DATA EXTRACTS START

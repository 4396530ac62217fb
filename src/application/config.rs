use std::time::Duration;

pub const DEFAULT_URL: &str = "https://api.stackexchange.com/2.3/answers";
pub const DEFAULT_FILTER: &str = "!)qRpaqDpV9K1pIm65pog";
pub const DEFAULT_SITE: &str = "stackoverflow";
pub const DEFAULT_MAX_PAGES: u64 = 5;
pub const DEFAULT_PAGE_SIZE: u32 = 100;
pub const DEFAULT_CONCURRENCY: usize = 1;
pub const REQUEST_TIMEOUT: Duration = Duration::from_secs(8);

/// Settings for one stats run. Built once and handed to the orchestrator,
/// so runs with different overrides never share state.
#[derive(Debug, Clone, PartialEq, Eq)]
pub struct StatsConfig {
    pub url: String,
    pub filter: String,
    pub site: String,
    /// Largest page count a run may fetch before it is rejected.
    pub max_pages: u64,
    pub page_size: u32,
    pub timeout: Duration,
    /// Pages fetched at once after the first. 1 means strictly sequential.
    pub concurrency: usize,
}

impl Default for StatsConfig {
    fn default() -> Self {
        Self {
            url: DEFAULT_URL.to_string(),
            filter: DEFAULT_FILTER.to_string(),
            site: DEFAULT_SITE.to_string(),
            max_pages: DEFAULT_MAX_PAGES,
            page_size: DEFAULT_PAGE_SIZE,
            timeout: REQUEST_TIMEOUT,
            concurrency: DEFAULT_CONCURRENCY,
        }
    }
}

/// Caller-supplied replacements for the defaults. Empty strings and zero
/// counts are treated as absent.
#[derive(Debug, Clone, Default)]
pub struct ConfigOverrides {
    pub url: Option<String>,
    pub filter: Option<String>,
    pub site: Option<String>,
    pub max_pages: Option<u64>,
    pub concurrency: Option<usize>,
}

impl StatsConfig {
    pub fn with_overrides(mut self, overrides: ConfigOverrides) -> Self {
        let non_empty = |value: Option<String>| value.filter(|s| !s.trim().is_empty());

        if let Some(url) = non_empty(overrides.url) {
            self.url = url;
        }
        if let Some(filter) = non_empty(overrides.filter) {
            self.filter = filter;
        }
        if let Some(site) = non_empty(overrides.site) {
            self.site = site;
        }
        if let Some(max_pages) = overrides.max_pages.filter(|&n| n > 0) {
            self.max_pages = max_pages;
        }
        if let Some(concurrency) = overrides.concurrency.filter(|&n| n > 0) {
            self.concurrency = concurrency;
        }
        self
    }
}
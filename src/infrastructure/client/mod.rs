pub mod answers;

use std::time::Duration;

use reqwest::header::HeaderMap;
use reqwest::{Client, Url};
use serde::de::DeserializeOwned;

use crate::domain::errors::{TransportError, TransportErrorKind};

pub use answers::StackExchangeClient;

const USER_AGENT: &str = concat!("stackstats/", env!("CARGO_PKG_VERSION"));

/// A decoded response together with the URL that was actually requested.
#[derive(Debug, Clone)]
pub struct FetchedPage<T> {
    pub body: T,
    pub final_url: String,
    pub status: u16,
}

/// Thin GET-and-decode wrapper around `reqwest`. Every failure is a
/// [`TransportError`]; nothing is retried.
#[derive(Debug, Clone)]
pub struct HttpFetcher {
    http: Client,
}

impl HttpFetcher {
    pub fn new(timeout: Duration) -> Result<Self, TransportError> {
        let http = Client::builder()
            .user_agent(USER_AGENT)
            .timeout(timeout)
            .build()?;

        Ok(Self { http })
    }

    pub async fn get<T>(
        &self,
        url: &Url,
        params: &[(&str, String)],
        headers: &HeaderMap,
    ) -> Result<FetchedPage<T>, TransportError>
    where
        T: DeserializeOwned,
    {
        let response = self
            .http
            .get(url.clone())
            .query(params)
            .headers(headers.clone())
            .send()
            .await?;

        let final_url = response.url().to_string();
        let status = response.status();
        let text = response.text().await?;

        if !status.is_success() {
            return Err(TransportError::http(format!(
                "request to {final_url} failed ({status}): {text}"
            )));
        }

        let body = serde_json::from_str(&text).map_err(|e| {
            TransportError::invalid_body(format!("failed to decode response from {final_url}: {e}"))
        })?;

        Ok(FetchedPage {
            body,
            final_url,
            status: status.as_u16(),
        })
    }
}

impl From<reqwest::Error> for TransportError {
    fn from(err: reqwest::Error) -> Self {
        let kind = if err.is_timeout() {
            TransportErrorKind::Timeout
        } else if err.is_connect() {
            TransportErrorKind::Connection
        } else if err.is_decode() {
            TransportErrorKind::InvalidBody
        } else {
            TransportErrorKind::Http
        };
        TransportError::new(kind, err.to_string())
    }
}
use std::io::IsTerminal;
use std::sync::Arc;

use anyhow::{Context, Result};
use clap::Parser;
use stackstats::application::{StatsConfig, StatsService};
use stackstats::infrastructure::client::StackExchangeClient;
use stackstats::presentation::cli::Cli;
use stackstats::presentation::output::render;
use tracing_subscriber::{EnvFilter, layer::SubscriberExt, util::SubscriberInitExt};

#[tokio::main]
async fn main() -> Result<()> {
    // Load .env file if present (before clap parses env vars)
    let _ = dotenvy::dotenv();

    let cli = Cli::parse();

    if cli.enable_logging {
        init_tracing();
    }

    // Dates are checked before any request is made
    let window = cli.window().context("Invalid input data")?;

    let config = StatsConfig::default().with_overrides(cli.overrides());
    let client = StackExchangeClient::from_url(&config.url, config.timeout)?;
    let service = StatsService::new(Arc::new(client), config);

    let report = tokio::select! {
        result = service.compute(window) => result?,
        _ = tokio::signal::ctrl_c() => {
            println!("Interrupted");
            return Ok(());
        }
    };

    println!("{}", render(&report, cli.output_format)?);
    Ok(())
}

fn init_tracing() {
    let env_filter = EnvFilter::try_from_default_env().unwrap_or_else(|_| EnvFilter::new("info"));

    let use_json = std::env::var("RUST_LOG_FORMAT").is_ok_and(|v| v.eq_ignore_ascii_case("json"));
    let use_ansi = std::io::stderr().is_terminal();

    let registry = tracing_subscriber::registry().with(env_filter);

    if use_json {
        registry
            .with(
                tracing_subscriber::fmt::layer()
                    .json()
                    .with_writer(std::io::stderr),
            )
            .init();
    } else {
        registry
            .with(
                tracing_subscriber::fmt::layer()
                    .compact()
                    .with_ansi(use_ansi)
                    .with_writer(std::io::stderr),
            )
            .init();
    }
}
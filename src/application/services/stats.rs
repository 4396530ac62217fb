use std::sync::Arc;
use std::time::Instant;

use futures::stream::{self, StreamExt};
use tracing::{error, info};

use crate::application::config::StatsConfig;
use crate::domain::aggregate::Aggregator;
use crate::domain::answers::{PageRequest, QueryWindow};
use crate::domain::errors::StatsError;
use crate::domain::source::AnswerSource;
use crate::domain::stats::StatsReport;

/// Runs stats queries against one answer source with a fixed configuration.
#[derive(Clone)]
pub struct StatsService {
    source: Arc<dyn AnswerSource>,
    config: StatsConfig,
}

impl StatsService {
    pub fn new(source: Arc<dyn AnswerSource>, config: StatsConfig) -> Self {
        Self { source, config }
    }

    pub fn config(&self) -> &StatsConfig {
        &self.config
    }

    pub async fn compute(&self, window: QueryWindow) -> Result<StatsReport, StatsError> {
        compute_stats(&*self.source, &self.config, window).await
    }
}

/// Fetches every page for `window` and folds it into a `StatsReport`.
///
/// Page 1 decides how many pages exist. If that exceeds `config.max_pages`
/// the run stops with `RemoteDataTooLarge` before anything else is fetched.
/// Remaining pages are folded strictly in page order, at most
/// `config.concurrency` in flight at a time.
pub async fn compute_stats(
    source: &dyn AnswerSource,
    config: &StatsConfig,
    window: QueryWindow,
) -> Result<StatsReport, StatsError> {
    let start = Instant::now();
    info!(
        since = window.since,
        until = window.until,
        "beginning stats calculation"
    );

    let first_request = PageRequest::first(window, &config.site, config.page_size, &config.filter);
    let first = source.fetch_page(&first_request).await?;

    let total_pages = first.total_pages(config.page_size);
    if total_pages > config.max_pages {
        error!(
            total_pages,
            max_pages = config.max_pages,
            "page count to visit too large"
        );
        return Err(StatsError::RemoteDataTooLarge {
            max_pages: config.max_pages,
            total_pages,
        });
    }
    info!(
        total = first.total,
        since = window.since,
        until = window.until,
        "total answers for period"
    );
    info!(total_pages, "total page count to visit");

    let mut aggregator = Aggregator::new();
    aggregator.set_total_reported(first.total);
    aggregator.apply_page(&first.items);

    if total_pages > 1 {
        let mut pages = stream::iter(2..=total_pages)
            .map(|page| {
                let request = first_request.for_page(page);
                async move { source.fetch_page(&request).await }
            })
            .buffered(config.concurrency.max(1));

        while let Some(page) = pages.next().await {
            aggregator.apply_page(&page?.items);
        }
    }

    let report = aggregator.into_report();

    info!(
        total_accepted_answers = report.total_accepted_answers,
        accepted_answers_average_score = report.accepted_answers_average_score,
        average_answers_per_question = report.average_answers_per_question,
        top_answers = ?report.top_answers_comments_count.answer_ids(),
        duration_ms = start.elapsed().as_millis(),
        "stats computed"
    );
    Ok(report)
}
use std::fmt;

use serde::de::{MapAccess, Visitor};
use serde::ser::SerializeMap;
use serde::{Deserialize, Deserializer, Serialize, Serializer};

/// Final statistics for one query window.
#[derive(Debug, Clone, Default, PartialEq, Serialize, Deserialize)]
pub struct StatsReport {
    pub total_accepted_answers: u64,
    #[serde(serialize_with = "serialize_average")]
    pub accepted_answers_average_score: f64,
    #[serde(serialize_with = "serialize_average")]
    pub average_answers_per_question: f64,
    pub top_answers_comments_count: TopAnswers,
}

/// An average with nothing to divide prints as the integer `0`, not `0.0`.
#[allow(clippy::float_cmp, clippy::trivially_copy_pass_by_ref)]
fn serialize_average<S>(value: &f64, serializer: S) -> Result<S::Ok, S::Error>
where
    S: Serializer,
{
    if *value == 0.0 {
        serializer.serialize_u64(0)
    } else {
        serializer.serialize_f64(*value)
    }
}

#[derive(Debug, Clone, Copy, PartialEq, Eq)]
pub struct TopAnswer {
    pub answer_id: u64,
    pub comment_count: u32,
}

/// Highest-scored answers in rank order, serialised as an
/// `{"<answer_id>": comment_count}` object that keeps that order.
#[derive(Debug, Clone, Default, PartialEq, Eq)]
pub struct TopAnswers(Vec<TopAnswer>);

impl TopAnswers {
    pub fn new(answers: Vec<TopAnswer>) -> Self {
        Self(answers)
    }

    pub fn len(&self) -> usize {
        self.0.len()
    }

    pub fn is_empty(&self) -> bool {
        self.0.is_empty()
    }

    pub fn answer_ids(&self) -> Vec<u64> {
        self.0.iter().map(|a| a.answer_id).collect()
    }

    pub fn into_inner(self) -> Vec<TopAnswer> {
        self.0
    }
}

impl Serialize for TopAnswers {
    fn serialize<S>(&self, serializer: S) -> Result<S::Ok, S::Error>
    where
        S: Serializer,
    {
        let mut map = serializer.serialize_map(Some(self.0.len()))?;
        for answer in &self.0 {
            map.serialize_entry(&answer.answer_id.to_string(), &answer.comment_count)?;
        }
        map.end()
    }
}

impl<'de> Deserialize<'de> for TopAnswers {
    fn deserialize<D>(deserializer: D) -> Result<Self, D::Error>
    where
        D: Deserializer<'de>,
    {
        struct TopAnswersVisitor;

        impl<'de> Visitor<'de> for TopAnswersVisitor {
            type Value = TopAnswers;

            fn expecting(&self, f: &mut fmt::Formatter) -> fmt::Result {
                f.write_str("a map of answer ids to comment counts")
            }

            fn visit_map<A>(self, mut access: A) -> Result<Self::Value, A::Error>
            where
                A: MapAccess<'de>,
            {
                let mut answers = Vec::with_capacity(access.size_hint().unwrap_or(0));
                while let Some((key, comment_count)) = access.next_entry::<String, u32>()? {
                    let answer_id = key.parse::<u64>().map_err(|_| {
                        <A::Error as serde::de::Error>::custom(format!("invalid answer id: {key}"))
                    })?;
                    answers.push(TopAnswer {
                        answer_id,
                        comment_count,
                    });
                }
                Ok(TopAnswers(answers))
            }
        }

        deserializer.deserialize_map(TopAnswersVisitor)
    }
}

DATA EXTRACTS END

PROMPT - Look at the material above and copy, word for word, its lines from the first through the one containing "if let Some(site)".

WRITTEN RESPONSE -
repository 4396530ac62217fb
filename src/application/config.rs
use std::time::Duration;

pub const DEFAULT_URL: &str = "https://api.stackexchange.com/2.3/answers";
pub const DEFAULT_FILTER: &str = "!)qRpaqDpV9K1pIm65pog";
pub const DEFAULT_SITE: &str = "stackoverflow";
pub const DEFAULT_MAX_PAGES: u64 = 5;
pub const DEFAULT_PAGE_SIZE: u32 = 100;
pub const DEFAULT_CONCURRENCY: usize = 1;
pub const REQUEST_TIMEOUT: Duration = Duration::from_secs(8);

/// Settings for one stats run. Built once and handed to the orchestrator,
/// so runs with different overrides never share state.
#[derive(Debug, Clone, PartialEq, Eq)]
pub struct StatsConfig {
    pub url: String,
    pub filter: String,
    pub site: String,
    /// Largest page count a run may fetch before it is rejected.
    pub max_pages: u64,
    pub page_size: u32,
    pub timeout: Duration,
    /// Pages fetched at once after the first. 1 means strictly sequential.
    pub concurrency: usize,
}

impl Default for StatsConfig {
    fn default() -> Self {
        Self {
            url: DEFAULT_URL.to_string(),
            filter: DEFAULT_FILTER.to_string(),
            site: DEFAULT_SITE.to_string(),
            max_pages: DEFAULT_MAX_PAGES,
            page_size: DEFAULT_PAGE_SIZE,
            timeout: REQUEST_TIMEOUT,
            concurrency: DEFAULT_CONCURRENCY,
        }
    }
}

/// Caller-supplied replacements for the defaults. Empty strings and zero
/// counts are treated as absent.
#[derive(Debug, Clone, Default)]
pub struct ConfigOverrides {
    pub url: Option<String>,
    pub filter: Option<String>,
    pub site: Option<String>,
    pub max_pages: Option<u64>,
    pub concurrency: Option<usize>,
}

impl StatsConfig {
    pub fn with_overrides(mut self, overrides: ConfigOverrides) -> Self {
        let non_empty = |value: Option<String>| value.filter(|s| !s.trim().is_empty());

        if let Some(url) = non_empty(overrides.url) {
            self.url = url;
        }
        if let Some(filter) = non_empty(overrides.filter) {
            self.filter = filter;
        }
        if let Some(site) = non_empty(overrides.site) {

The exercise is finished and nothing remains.